- **ACTIVITY**
From the very first line down to the line containing "one transaction; a", write out the material exactly as it appears, and no more.

- **SOURCE MATERIAL**
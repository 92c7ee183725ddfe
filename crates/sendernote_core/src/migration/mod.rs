//! Data migration registry and runner.
//!
//! # Responsibility
//! - Hold data-shape migrations in declaration order.
//! - Apply the ones not yet recorded in the `migrations` store.
//!
//! # Invariants
//! - A migration's `up` step and its record commit in one transaction; a
//!   failing step leaves neither behind.
//! - The first failure stops the run; earlier successes stay applied.
//! - Structural changes (stores, indexes) belong to `db::schema`, never here.

mod builtin;

pub use builtin::BUILTIN_MIGRATIONS;

use crate::model::settings::MigrationRecord;
use crate::store::{StorageAdapter, StoreError, StoreResult};
use crate::timestamp::now_iso;
use log::{error, info, warn};
use std::collections::HashSet;
use std::fmt::{Debug, Formatter};

/// Migration step over the storage adapter.
pub type MigrationFn = fn(&dyn StorageAdapter) -> StoreResult<()>;

/// One data migration. `id` must be unique and sort in declaration order
/// (`NNN_description`).
#[derive(Clone, Copy)]
pub struct Migration {
    pub id: &'static str,
    pub description: &'static str,
    pub up: MigrationFn,
    pub down: Option<MigrationFn>,
}

impl Debug for Migration {
    fn fmt(&self, f: &mut Formatter<'_>) -> std::fmt::Result {
        f.debug_struct("Migration")
            .field("id", &self.id)
            .field("description", &self.description)
            .field("reversible", &self.down.is_some())
            .finish()
    }
}

/// Migration whose `up` step failed.
#[derive(Debug)]
pub struct MigrationFailure {
    pub id: String,
    pub error: StoreError,
}

/// Outcome of one `run_pending` call.
#[derive(Debug, Default)]
pub struct MigrationReport {
    /// Applied by this run, in order.
    pub applied: Vec<String>,
    /// Already recorded before this run.
    pub skipped: Vec<String>,
    /// Not attempted because an earlier migration failed.
    pub blocked: Vec<String>,
    pub failed: Option<MigrationFailure>,
}

impl MigrationReport {
    pub fn is_success(&self) -> bool {
        self.failed.is_none()
    }
}

/// Outcome of `revert_last`.
#[derive(Debug, Clone, PartialEq, Eq)]
pub enum RevertOutcome {
    Reverted(String),
    /// Latest applied migration declares no `down` step.
    Irreversible(String),
    NothingApplied,
}

/// Ordered migration runner.
#[derive(Debug, Clone)]
pub struct MigrationRunner {
    migrations: Vec<Migration>,
}

impl MigrationRunner {
    pub fn new(migrations: Vec<Migration>) -> Self {
        Self { migrations }
    }

    /// Runner over the migrations shipped with this crate.
    pub fn builtin() -> Self {
        Self::new(BUILTIN_MIGRATIONS.to_vec())
    }

    /// Applies every registered migration not yet recorded.
    ///
    /// # Errors
    /// Returns a storage error only when the applied set cannot be read.
    /// Failures of individual migrations are reported in the
    /// [`MigrationReport`]; the host decides whether to proceed unmigrated.
    pub fn run_pending(&self, adapter: &dyn StorageAdapter) -> StoreResult<MigrationReport> {
        let applied: HashSet<String> = adapter
            .get_applied_migrations()?
            .into_iter()
            .map(|record| record.id)
            .collect();

        let mut report = MigrationReport::default();
        for migration in &self.migrations {
            if applied.contains(migration.id) {
                report.skipped.push(migration.id.to_string());
                continue;
            }
            if report.failed.is_some() {
                report.blocked.push(migration.id.to_string());
                continue;
            }

            match apply_one(adapter, migration) {
                Ok(()) => report.applied.push(migration.id.to_string()),
                Err(err) => {
                    error!(
                        "event=migration_apply module=migration status=error id={} error={err}",
                        migration.id
                    );
                    report.failed = Some(MigrationFailure {
                        id: migration.id.to_string(),
                        error: err,
                    });
                }
            }
        }

        info!(
            "event=migration_run module=migration status={} applied={} skipped={} blocked={}",
            if report.is_success() { "ok" } else { "error" },
            report.applied.len(),
            report.skipped.len(),
            report.blocked.len()
        );
        Ok(report)
    }

    /// Runs `down` for the most recently applied registered migration and
    /// forgets its record.
    pub fn revert_last(&self, adapter: &dyn StorageAdapter) -> StoreResult<RevertOutcome> {
        let applied = adapter.get_applied_migrations()?;
        let latest = applied.iter().rev().find_map(|record| {
            self.migrations
                .iter()
                .find(|migration| migration.id == record.id)
        });

        let Some(migration) = latest else {
            return Ok(RevertOutcome::NothingApplied);
        };
        let Some(down) = migration.down else {
            warn!(
                "event=migration_revert module=migration status=skipped id={} reason=no_down_step",
                migration.id
            );
            return Ok(RevertOutcome::Irreversible(migration.id.to_string()));
        };

        adapter.atomically(&mut |store: &dyn StorageAdapter| -> StoreResult<()> {
            down(store)?;
            store.remove_migration_record(migration.id)
        })?;
        info!(
            "event=migration_revert module=migration status=ok id={}",
            migration.id
        );
        Ok(RevertOutcome::Reverted(migration.id.to_string()))
    }
}

fn apply_one(adapter: &dyn StorageAdapter, migration: &Migration) -> StoreResult<()> {
    adapter.atomically(&mut |store: &dyn StorageAdapter| -> StoreResult<()> {
        (migration.up)(store)?;
        store.record_migration(&MigrationRecord {
            id: migration.id.to_string(),
            applied_at: now_iso(),
        })
    })?;
    info!(
        "event=migration_apply module=migration status=ok id={}",
        migration.id
    );
    Ok(())
}
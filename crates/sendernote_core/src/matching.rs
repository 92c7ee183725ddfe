//! Pattern matching and priority resolution.
//!
//! # Responsibility
//! - Decide whether a sender address triggers a note pattern.
//! - Order matching notes by match-type priority.
//!
//! # Invariants
//! - Matching is lexical and case-insensitive (lowercase only, no trimming,
//!   no Unicode normalization, no wildcards).
//! - Within one priority bucket the input iteration order is preserved.

use crate::model::note::{MatchType, Note};
use once_cell::sync::Lazy;
use regex::Regex;

static ANGLE_ADDRESS_RE: Lazy<Regex> =
    Lazy::new(|| Regex::new(r"<([^>]+)>").expect("valid angle address regex"));

/// Canonical stored form of a pattern.
pub fn normalize_pattern(pattern: &str) -> String {
    pattern.to_lowercase()
}

/// Returns whether `email` triggers `pattern` under `match_type`.
pub fn validate_pattern(email: &str, pattern: &str, match_type: MatchType) -> bool {
    match_type.matches(&email.to_lowercase(), &pattern.to_lowercase())
}

/// Keeps the notes triggered by `email`, strongest match type first.
pub fn rank_matches(email: &str, notes: impl IntoIterator<Item = Note>) -> Vec<Note> {
    let email_lower = email.to_lowercase();
    let mut matching: Vec<Note> = notes
        .into_iter()
        .filter(|note| {
            note.match_type
                .matches(&email_lower, &note.pattern.to_lowercase())
        })
        .collect();
    // Stable sort keeps storage order inside each bucket.
    matching.sort_by_key(|note| note.match_type.priority());
    matching
}

/// Extracts the address from an author header such as `Jane <jane@x.com>`.
///
/// Falls back to the whole trimmed header when no `<...>` part exists.
pub fn extract_email(author: &str) -> String {
    match ANGLE_ADDRESS_RE
        .captures(author)
        .and_then(|caps| caps.get(1))
    {
        Some(address) => address.as_str().to_lowercase(),
        None => author.trim().to_lowercase(),
    }
}

#[cfg(test)]
mod tests {
    use super::{extract_email, rank_matches, validate_pattern};
    use crate::model::note::{MatchType, Note};

    fn note(id: i64, pattern: &str, match_type: MatchType) -> Note {
        Note {
            id,
            pattern: pattern.to_string(),
            match_type,
            note: format!("note {id}"),
            original_email: String::new(),
            created_at: "2024-01-01T00:00:00.000Z".to_string(),
            updated_at: "2024-01-01T00:00:00.000Z".to_string(),
        }
    }

    #[test]
    fn exact_is_reflexive_on_lowercased_email() {
        assert!(validate_pattern("Boss@Corp.com", "boss@corp.com", MatchType::Exact));
        assert!(!validate_pattern("boss@corp.com.evil", "boss@corp.com", MatchType::Exact));
    }

    #[test]
    fn positional_match_types_test_substrings() {
        let email = "alerts@billing.example.com";
        assert!(validate_pattern(email, "ALERTS@", MatchType::StartsWith));
        assert!(!validate_pattern(email, "billing", MatchType::StartsWith));
        assert!(validate_pattern(email, "@billing.example.com", MatchType::EndsWith));
        assert!(!validate_pattern(email, "alerts", MatchType::EndsWith));
        assert!(validate_pattern(email, "billing", MatchType::Contains));
        assert!(!validate_pattern(email, "shipping", MatchType::Contains));
    }

    #[test]
    fn matching_is_purely_lexical() {
        assert!(!validate_pattern("a@x.com", "*@x.com", MatchType::EndsWith));
        assert!(!validate_pattern("a@x.com", " a@x.com", MatchType::Exact));
    }

    #[test]
    fn rank_orders_by_bucket_and_keeps_storage_order() {
        let ranked = rank_matches(
            "a@x.com",
            vec![
                note(1, "x.com", MatchType::Contains),
                note(2, "a@", MatchType::StartsWith),
                note(3, "@x", MatchType::Contains),
                note(4, "a@x.com", MatchType::Exact),
                note(5, "b@", MatchType::StartsWith),
            ],
        );
        let ids: Vec<i64> = ranked.iter().map(|n| n.id).collect();
        assert_eq!(ids, vec![4, 2, 1, 3]);
    }

    #[test]
    fn extract_email_reads_angle_brackets_or_falls_back() {
        assert_eq!(extract_email("Jane Doe <Jane@Example.COM>"), "jane@example.com");
        assert_eq!(extract_email("  Bob@Example.com "), "bob@example.com");
    }
}
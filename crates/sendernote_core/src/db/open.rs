//! Connection bootstrap utilities for SQLite.
//!
//! # Responsibility
//! - Open file or in-memory SQLite connections.
//! - Upgrade the schema before returning a usable connection.
//!
//! # Invariants
//! - Returned connections are at `schema::latest_version()`.

use super::schema::{apply_schema, latest_version};
use super::DbResult;
use log::{error, info};
use rusqlite::Connection;
use std::path::Path;
use std::time::{Duration, Instant};

/// Opens a SQLite database file and upgrades it to the latest schema.
///
/// # Side effects
/// - Creates the file when it does not exist.
/// - Emits `db_open` logging events with duration and status.
pub fn open_db(path: impl AsRef<Path>) -> DbResult<Connection> {
    open_with("file", || Connection::open(path))
}

/// Opens an in-memory SQLite database and applies the latest schema.
pub fn open_db_in_memory() -> DbResult<Connection> {
    open_with("memory", Connection::open_in_memory)
}

fn open_with(
    mode: &'static str,
    opener: impl FnOnce() -> rusqlite::Result<Connection>,
) -> DbResult<Connection> {
    let started_at = Instant::now();
    info!("event=db_open module=db status=start mode={mode}");

    let mut conn = opener().map_err(|err| {
        error!(
            "event=db_open module=db status=error mode={mode} duration_ms={} error_code=db_open_failed error={err}",
            started_at.elapsed().as_millis()
        );
        err
    })?;

    if let Err(err) = bootstrap_connection(&mut conn) {
        error!(
            "event=db_open module=db status=error mode={mode} duration_ms={} error_code=db_bootstrap_failed error={err}",
            started_at.elapsed().as_millis()
        );
        return Err(err);
    }

    info!(
        "event=db_open module=db status=ok mode={mode} schema_version={} duration_ms={}",
        latest_version(),
        started_at.elapsed().as_millis()
    );
    Ok(conn)
}

fn bootstrap_connection(conn: &mut Connection) -> DbResult<()> {
    conn.busy_timeout(Duration::from_secs(5))?;
    apply_schema(conn)?;
    Ok(())
}
//! SQLite storage bootstrap and schema management entry points.
//!
//! # Responsibility
//! - Open and configure SQLite connections for the notes store.
//! - Declare the versioned physical layout and upgrade to it on open.
//!
//! # Invariants
//! - Schema version is tracked via `PRAGMA user_version`.
//! - No store is read or written before the schema upgrade succeeds.

use std::error::Error;
use std::fmt::{Display, Formatter};

mod open;
pub mod schema;

pub use open::{open_db, open_db_in_memory};

pub type DbResult<T> = Result<T, DbError>;

#[derive(Debug)]
pub enum DbError {
    Sqlite(rusqlite::Error),
    UnsupportedSchemaVersion {
        db_version: u32,
        latest_supported: u32,
    },
    /// The declarative schema itself is inconsistent (e.g. versions out of order).
    InvalidSchema(String),
}

impl Display for DbError {
    fn fmt(&self, f: &mut Formatter<'_>) -> std::fmt::Result {
        match self {
            Self::Sqlite(err) => write!(f, "{err}"),
            Self::UnsupportedSchemaVersion {
                db_version,
                latest_supported,
            } => write!(
                f,
                "database schema version {db_version} is newer than supported {latest_supported}"
            ),
            Self::InvalidSchema(message) => write!(f, "invalid schema declaration: {message}"),
        }
    }
}

impl Error for DbError {
    fn source(&self) -> Option<&(dyn Error + 'static)> {
        match self {
            Self::Sqlite(err) => Some(err),
            Self::UnsupportedSchemaVersion { .. } | Self::InvalidSchema(_) => None,
        }
    }
}

impl From<rusqlite::Error> for DbError {
    fn from(value: rusqlite::Error) -> Self {
        Self::Sqlite(value)
    }
}
// 表/字段的 include、exclude 过滤

use crate::error::{Result, WorkerError};
use crate::util::pattern::{compile_all, matches_any};

fn keeps_all(include: &[String]) -> bool {
    include.len() == 1 && include[0] == "*"
}

// 按 available 的顺序返回，重复名称只保留一次
pub fn select_names(
    available: &[String],
    include: &[String],
    exclude: Option<&[String]>,
) -> Result<Vec<String>> {
    let mut selected: Vec<String> = Vec::with_capacity(available.len());
    if keeps_all(include) {
        for name in available {
            if !selected.contains(name) {
                selected.push(name.clone());
            }
        }
    } else {
        let include = compile_all(include)?;
        for name in available {
            if matches_any(&include, name) && !selected.contains(name) {
                selected.push(name.clone());
            }
        }
    }

    if let Some(exclude) = exclude {
        let exclude = compile_all(exclude)?;
        selected.retain(|name| !matches_any(&exclude, name));
    }
    Ok(selected)
}

/// 同 [`select_names`]，但结果为空时返回 `WorkerError::NoColumns`
pub fn select_columns(
    table: &str,
    available: &[String],
    include: &[String],
    exclude: Option<&[String]>,
) -> Result<Vec<String>> {
    let columns = select_names(available, include, exclude)?;
    if columns.is_empty() {
        return Err(WorkerError::NoColumns(format!(
            "table {} has no columns left after include/exclude",
            table
        )));
    }
    Ok(columns)
}

#[cfg(test)]
mod test_filter {
    use std::collections::HashSet;

    use super::*;

    fn names(list: &[&str]) -> Vec<String> {
        list.iter().map(|s| s.to_string()).collect()
    }

    #[test]
    fn test_include_star_keeps_all() {
        let available = names(&["T1", "T2", "roads"]);
        let selected = select_names(&available, &names(&["*"]), None).unwrap();
        assert_eq!(selected, available);
    }

    #[test]
    fn test_include_and_exclude() {
        let available = names(&["T1", "T2", "T3"]);
        let selected =
            select_names(&available, &names(&["T*"]), Some(names(&["T3"]).as_slice())).unwrap();
        let selected: HashSet<String> = selected.into_iter().collect();
        let expected: HashSet<String> = names(&["T1", "T2"]).into_iter().collect();
        assert_eq!(selected, expected);
    }

    #[test]
    fn test_overlapping_includes_do_not_duplicate() {
        let available = names(&["name", "name_old", "area"]);
        let selected =
            select_names(&available, &names(&["name*", "NAME"]), None).unwrap();
        assert_eq!(selected, names(&["name", "name_old"]));
    }

    #[test]
    fn test_exclude_with_keep_all() {
        let available = names(&["id", "SHAPE", "name"]);
        let selected =
            select_names(&available, &names(&["*"]), Some(names(&["shape"]).as_slice())).unwrap();
        assert_eq!(selected, names(&["id", "name"]));
    }

    #[test]
    fn test_empty_columns_is_no_columns_error() {
        let available = names(&["id", "name"]);
        let result = select_columns("parcels", &available, &names(&["zzz*"]), None);
        assert!(matches!(result, Err(WorkerError::NoColumns(_))));
    }
}
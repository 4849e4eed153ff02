pub mod common;
pub mod logging;
pub mod pattern;
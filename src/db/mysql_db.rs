use async_trait::async_trait;
use bigdecimal::BigDecimal;
use chrono::{NaiveDate, NaiveDateTime, NaiveTime};
use serde_json::Value;
use sqlx::mysql::{MySqlConnectOptions, MySqlPoolOptions, MySqlRow};
use sqlx::{Column, MySql, Pool, Row, TypeInfo};
use tracing::{debug, info};

use crate::db::value::{date_to_json, datetime_to_json, decimal_to_json, time_to_json};
use crate::db::{ColumnInfo, GeometryInfo, GeometryKind, RowSource, Select};
use crate::error::{Result, WorkerError};
use crate::model::job::Job;

// mysql 数据源
// 每个 worker 只持有一个连接，进程结束前 close
pub struct MysqlSource {
    pool: Pool<MySql>,
    schema: String,
}

impl MysqlSource {
    // 根据任务配置建立连接
    pub async fn connect(job: &Job) -> Result<Self> {
        if let Some(driver) = job.sql_driver() {
            if !driver.to_lowercase().contains("mysql") {
                return Err(WorkerError::Config(format!(
                    "unsupported sql driver: {}",
                    driver
                )));
            }
        }
        let conn = job
            .sql_connection_info()
            .and_then(|s| s.connection.as_ref())
            .ok_or_else(|| WorkerError::Config("missing location.config.sql.connection".into()))?;
        let server = conn
            .server
            .as_deref()
            .ok_or_else(|| WorkerError::Config("missing sql server".into()))?;
        let database = conn
            .database
            .as_deref()
            .ok_or_else(|| WorkerError::Config("missing sql database".into()))?;

        let mut options = MySqlConnectOptions::new().database(database);
        options = match server.split_once(':') {
            Some((host, port)) => {
                let port: u16 = port
                    .parse()
                    .map_err(|_| WorkerError::Config(format!("invalid sql server: {}", server)))?;
                options.host(host).port(port)
            }
            None => options.host(server),
        };
        if let Some(uid) = conn.uid.as_deref() {
            options = options.username(uid);
        }
        if let Some(pwd) = conn.pwd.as_deref() {
            options = options.password(pwd);
        }

        let pool = MySqlPoolOptions::new()
            .max_connections(1)
            .connect_with(options)
            .await?;
        info!(server, database, "connected to source database");

        // 未配置 schema 时使用 database
        let schema = job.sql_schema().unwrap_or(database).to_string();
        Ok(MysqlSource { pool, schema })
    }
}

#[async_trait]
impl RowSource for MysqlSource {
    async fn list_tables(&mut self) -> Result<Vec<String>> {
        let rows = sqlx::query(
            "SELECT CAST(TABLE_NAME AS CHAR) FROM information_schema.TABLES \
             WHERE TABLE_SCHEMA = ? AND TABLE_TYPE = 'BASE TABLE' ORDER BY TABLE_NAME",
        )
        .bind(&self.schema)
        .fetch_all(&self.pool)
        .await?;
        let mut tables = Vec::with_capacity(rows.len());
        for row in rows {
            let name: String = row.try_get(0)?;
            tables.push(name);
        }
        Ok(tables)
    }

    async fn list_columns(&mut self, table: &str) -> Result<Vec<ColumnInfo>> {
        let rows = sqlx::query(
            "SELECT CAST(COLUMN_NAME AS CHAR), CAST(DATA_TYPE AS CHAR) FROM information_schema.COLUMNS \
             WHERE TABLE_SCHEMA = ? AND TABLE_NAME = ? ORDER BY ORDINAL_POSITION",
        )
        .bind(&self.schema)
        .bind(table)
        .fetch_all(&self.pool)
        .await?;
        let mut columns = Vec::with_capacity(rows.len());
        for row in rows {
            let name: String = row.try_get(0)?;
            let type_name: String = row.try_get(1)?;
            columns.push(ColumnInfo::new(name, type_name));
        }
        Ok(columns)
    }

    async fn geometry_info(&mut self, table: &str, column: &str) -> Result<Option<GeometryInfo>> {
        let col = quote_ident(column);
        let sql = format!(
            "SELECT CAST(ST_GeometryType({col}) AS CHAR), CAST(ST_SRID({col}) AS SIGNED) \
             FROM {table} WHERE {col} IS NOT NULL LIMIT 1",
            col = col,
            table = qualified_table(&self.schema, table)
        );
        let row = sqlx::query(&sql).fetch_optional(&self.pool).await?;
        let Some(row) = row else {
            return Ok(None);
        };
        let geom_type: String = row.try_get(0)?;
        let srid: Option<i64> = row.try_get(1)?;
        let kind = if geom_type.eq_ignore_ascii_case("point") {
            GeometryKind::Point
        } else {
            GeometryKind::Extent
        };
        Ok(Some(GeometryInfo {
            column: column.to_string(),
            kind,
            srid,
        }))
    }

    async fn fetch_rows(&mut self, select: &Select) -> Result<Vec<Vec<Value>>> {
        let sql = render_select(&self.schema, select);
        debug!(%sql, "fetching rows");
        let rows = sqlx::query(&sql).fetch_all(&self.pool).await?;
        rows.iter().map(decode_row).collect()
    }

    async fn close(&mut self) {
        self.pool.close().await;
        debug!("source database closed");
    }
}

// 生成 select 语句，几何表达式在普通列之前
// 表名带上 schema，与 information_schema 查询保持一致
fn render_select(schema: &str, select: &Select) -> String {
    let mut columns: Vec<String> = Vec::new();
    if let Some(geo) = &select.geometry {
        let col = quote_ident(&geo.column);
        match geo.kind {
            // 先 Y 后 X
            GeometryKind::Point => {
                columns.push(format!("ST_Y({})", col));
                columns.push(format!("ST_X({})", col));
            }
            // 外包矩形第 1、3 个顶点
            GeometryKind::Extent => {
                let ring = format!("ST_ExteriorRing(ST_Envelope({}))", col);
                columns.push(format!("ST_X(ST_PointN({}, 1))", ring));
                columns.push(format!("ST_Y(ST_PointN({}, 1))", ring));
                columns.push(format!("ST_X(ST_PointN({}, 3))", ring));
                columns.push(format!("ST_Y(ST_PointN({}, 3))", ring));
            }
        }
    }
    columns.extend(select.columns.iter().map(|c| quote_ident(c)));

    let mut sql = format!(
        "SELECT {} FROM {}",
        columns.join(","),
        qualified_table(schema, &select.table)
    );
    if let Some(expression) = &select.expression {
        sql.push_str(" WHERE ");
        sql.push_str(expression);
    }
    sql
}

fn quote_ident(name: &str) -> String {
    format!("`{}`", name.replace('`', "``"))
}

fn qualified_table(schema: &str, table: &str) -> String {
    format!("{}.{}", quote_ident(schema), quote_ident(table))
}

fn decode_row(row: &MySqlRow) -> Result<Vec<Value>> {
    (0..row.columns().len())
        .map(|i| decode_value(row, i))
        .collect()
}

// 列类型对应的解码方式
#[derive(Debug, Clone, Copy, PartialEq, Eq)]
enum ValueKind {
    Bool,
    Int,
    Uint,
    Float,
    Double,
    Decimal,
    DateTime,
    Date,
    Time,
    Year,
    Json,
    Text,
    // 二进制与几何原始值不发送
    Skip,
}

fn value_kind(type_name: &str) -> ValueKind {
    let type_name = type_name.to_uppercase();
    match type_name.as_str() {
        "BOOLEAN" => ValueKind::Bool,
        "TINYINT" | "SMALLINT" | "MEDIUMINT" | "INT" | "BIGINT" => ValueKind::Int,
        t if t.ends_with("UNSIGNED") => ValueKind::Uint,
        "FLOAT" => ValueKind::Float,
        "DOUBLE" => ValueKind::Double,
        "DECIMAL" => ValueKind::Decimal,
        "DATETIME" | "TIMESTAMP" => ValueKind::DateTime,
        "DATE" => ValueKind::Date,
        "TIME" => ValueKind::Time,
        "YEAR" => ValueKind::Year,
        "JSON" => ValueKind::Json,
        "BINARY" | "VARBINARY" | "TINYBLOB" | "BLOB" | "MEDIUMBLOB" | "LONGBLOB" | "GEOMETRY"
        | "BIT" => ValueKind::Skip,
        // CHAR VARCHAR TEXT ENUM SET 等，以及未列出的类型
        _ => ValueKind::Text,
    }
}

// 按列类型解码为 json 值，解码失败直接返回错误
fn decode_value(row: &MySqlRow, index: usize) -> Result<Value> {
    let value = match value_kind(row.column(index).type_info().name()) {
        ValueKind::Bool => row.try_get::<Option<bool>, _>(index)?.map(Value::from),
        ValueKind::Int => row.try_get::<Option<i64>, _>(index)?.map(Value::from),
        ValueKind::Uint => row.try_get::<Option<u64>, _>(index)?.map(Value::from),
        ValueKind::Float => row
            .try_get::<Option<f32>, _>(index)?
            .map(|v| Value::from(v as f64)),
        ValueKind::Double => row.try_get::<Option<f64>, _>(index)?.map(Value::from),
        ValueKind::Decimal => row
            .try_get::<Option<BigDecimal>, _>(index)?
            .map(|v| decimal_to_json(&v)),
        ValueKind::DateTime => row
            .try_get::<Option<NaiveDateTime>, _>(index)?
            .map(|v| datetime_to_json(&v)),
        ValueKind::Date => row
            .try_get::<Option<NaiveDate>, _>(index)?
            .map(|v| date_to_json(&v)),
        ValueKind::Time => row
            .try_get::<Option<NaiveTime>, _>(index)?
            .map(|v| time_to_json(&v)),
        ValueKind::Year => row.try_get::<Option<u16>, _>(index)?.map(Value::from),
        ValueKind::Json => row.try_get::<Option<Value>, _>(index)?,
        ValueKind::Text => row.try_get::<Option<String>, _>(index)?.map(Value::from),
        ValueKind::Skip => None,
    };
    Ok(value.unwrap_or(Value::Null))
}

#[cfg(test)]
mod test_mysql_db {
    use super::*;

    #[test]
    fn test_quote_ident() {
        assert_eq!(quote_ident("parcels"), "`parcels`");
        assert_eq!(quote_ident("a`b"), "`a``b`");
    }

    #[test]
    fn test_value_kind() {
        assert_eq!(value_kind("YEAR"), ValueKind::Year);
        assert_eq!(value_kind("json"), ValueKind::Json);
        assert_eq!(value_kind("DECIMAL"), ValueKind::Decimal);
        assert_eq!(value_kind("INT UNSIGNED"), ValueKind::Uint);
        assert_eq!(value_kind("BIGINT"), ValueKind::Int);
        assert_eq!(value_kind("TIMESTAMP"), ValueKind::DateTime);
        assert_eq!(value_kind("VARCHAR"), ValueKind::Text);
        assert_eq!(value_kind("GEOMETRY"), ValueKind::Skip);
        assert_eq!(value_kind("BLOB"), ValueKind::Skip);
    }

    // 未列出的类型按字符串解码，不会被当作二进制丢弃
    #[test]
    fn test_unknown_type_decodes_as_text() {
        assert_eq!(value_kind("ENUM"), ValueKind::Text);
        assert_eq!(value_kind("SOMETHING_NEW"), ValueKind::Text);
    }

    #[test]
    fn test_qualified_table() {
        assert_eq!(qualified_table("dbo", "parcels"), "`dbo`.`parcels`");
        assert_eq!(qualified_table("my`db", "t"), "`my``db`.`t`");
    }

    // schema 与连接的 database 不同时，查询必须落在 schema 下的表
    #[test]
    fn test_render_select_uses_schema() {
        let select = Select::new("parcels", None, vec!["id".into()]);
        let sql = render_select("dbo", &select);
        assert_eq!(sql, "SELECT `id` FROM `dbo`.`parcels`");
        assert!(!sql.contains(" `parcels`"));
    }

    #[test]
    fn test_render_plain_select() {
        let select = Select::new("parcels", None, vec!["id".into(), "name".into()])
            .with_filter(Some("id > 1"), None);
        assert_eq!(
            render_select("gis", &select),
            "SELECT `id`,`name` FROM `gis`.`parcels` WHERE id > 1"
        );
    }

    #[test]
    fn test_render_point_select() {
        let geo = GeometryInfo {
            column: "SHAPE".into(),
            kind: GeometryKind::Point,
            srid: Some(4326),
        };
        let select = Select::new("wells", Some(geo), vec!["name".into()]);
        assert_eq!(
            render_select("gis", &select),
            "SELECT ST_Y(`SHAPE`),ST_X(`SHAPE`),`name` FROM `gis`.`wells`"
        );
    }

    #[test]
    fn test_render_extent_select() {
        let geo = GeometryInfo {
            column: "SHAPE".into(),
            kind: GeometryKind::Extent,
            srid: None,
        };
        let select = Select::new("parcels", Some(geo), vec!["name".into()]);
        let sql = render_select("gis", &select);
        assert!(sql.starts_with("SELECT ST_X(ST_PointN(ST_ExteriorRing(ST_Envelope(`SHAPE`)), 1)),"));
        assert!(sql.ends_with(",`name` FROM `gis`.`parcels`"));
        assert_eq!(sql.matches("ST_PointN").count(), 4);
    }
}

- **OUTPUT**
repository 92c7ee183725ddfe
filename crates/sendernote_core/src/migration/mod.rs
//! Data migration registry and runner.
//!
//! # Responsibility
//! - Hold data-shape migrations in declaration order.
//! - Apply the ones not yet recorded in the `migrations` store.
//!
//! # Invariants
//! - A migration's `up` step and its record commit in one transaction; a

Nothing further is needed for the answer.